WHAT THE EXERCISE ASKS: Every line below containing the word "chord" should be found and copied.

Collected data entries
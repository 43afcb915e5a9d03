//! Error types for the mus2pdf library.
//!
//! Every fatal failure is a [`MusError`]. The variants fall into two
//! families, reported by [`MusError::kind`]:
//!
//! * [`ErrorKind::Io`]: the source file, a chord image or the debug HTML
//!   could not be read or written.
//! * [`ErrorKind::Render`]: the external HTML-to-PDF engine could not be
//!   started, failed, or its output could not be written to the target path.
//!
//! Malformed input is never an error. A missing title, an empty structure or
//! an undefined section all degrade to defaults inside the parsers.

use std::path::PathBuf;
use thiserror::Error;

/// Broad classification of a [`MusError`].
#[derive(Debug, Clone, Copy, PartialEq, Eq)]
pub enum ErrorKind {
    /// File not found, unreadable or unwritable.
    Io,
    /// Templating or PDF engine failure, including writing the PDF itself.
    Render,
    /// The configuration was rejected by the builder.
    Config,
}

/// All fatal errors returned by the mus2pdf library.
#[derive(Debug, Error)]
pub enum MusError {
    // ── Input errors ──────────────────────────────────────────────────────
    /// Input file was not found at the given path.
    #[error("Input file not found: '{path}'\nCheck the path exists and is readable.")]
    FileNotFound { path: PathBuf },

    /// Process does not have read permission on the file.
    #[error("Permission denied reading '{path}'\nTry: chmod +r {path:?}")]
    PermissionDenied { path: PathBuf },

    /// The file exists but could not be read as UTF-8 text.
    #[error("Failed to read '{path}': {source}")]
    ReadFailed {
        path: PathBuf,
        #[source]
        source: std::io::Error,
    },

    /// A chord image could not be read while inlining it into the HTML.
    #[error("Failed to read chord image '{path}': {source}")]
    AssetReadFailed {
        path: PathBuf,
        #[source]
        source: std::io::Error,
    },

    /// The debug HTML copy could not be written.
    #[error("Failed to write debug HTML '{path}': {source}")]
    DebugWriteFailed {
        path: PathBuf,
        #[source]
        source: std::io::Error,
    },

    // ── Render errors ─────────────────────────────────────────────────────
    /// The HTML-to-PDF program could not be started.
    #[error(
        "Failed to start PDF engine '{program}': {source}\n\
Install it (e.g. `pip install weasyprint`) or pass --engine <PROGRAM>."
    )]
    EngineNotFound {
        program: String,
        #[source]
        source: std::io::Error,
    },

    /// The HTML-to-PDF program ran but reported failure.
    #[error("PDF engine '{program}' failed ({status}):\n{stderr}")]
    EngineFailed {
        program: String,
        status: String,
        stderr: String,
    },

    /// The HTML-to-PDF program exited successfully but produced no bytes.
    #[error("PDF engine '{program}' produced an empty document")]
    EmptyPdf { program: String },

    /// Could not create or write the output PDF file.
    #[error("Failed to write output file '{path}': {source}")]
    OutputWriteFailed {
        path: PathBuf,
        #[source]
        source: std::io::Error,
    },

    // ── Config errors ─────────────────────────────────────────────────────
    /// Builder validation failed.
    #[error("Invalid configuration: {0}")]
    InvalidConfig(String),
}

impl MusError {
    /// Which family this error belongs to.
    pub fn kind(&self) -> ErrorKind {
        match self {
            MusError::FileNotFound { .. }
            | MusError::PermissionDenied { .. }
            | MusError::ReadFailed { .. }
            | MusError::AssetReadFailed { .. }
            | MusError::DebugWriteFailed { .. } => ErrorKind::Io,
            MusError::EngineNotFound { .. }
            | MusError::EngineFailed { .. }
            | MusError::EmptyPdf { .. }
            | MusError::OutputWriteFailed { .. } => ErrorKind::Render,
            MusError::InvalidConfig(_) => ErrorKind::Config,
        }
    }
}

EXPECTED ANSWER:
//! * [`ErrorKind::Io`]: the source file, a chord image or the debug HTML
    /// A chord image could not be read while inlining it into the HTML.
    #[error("Failed to read chord image '{path}': {source}")]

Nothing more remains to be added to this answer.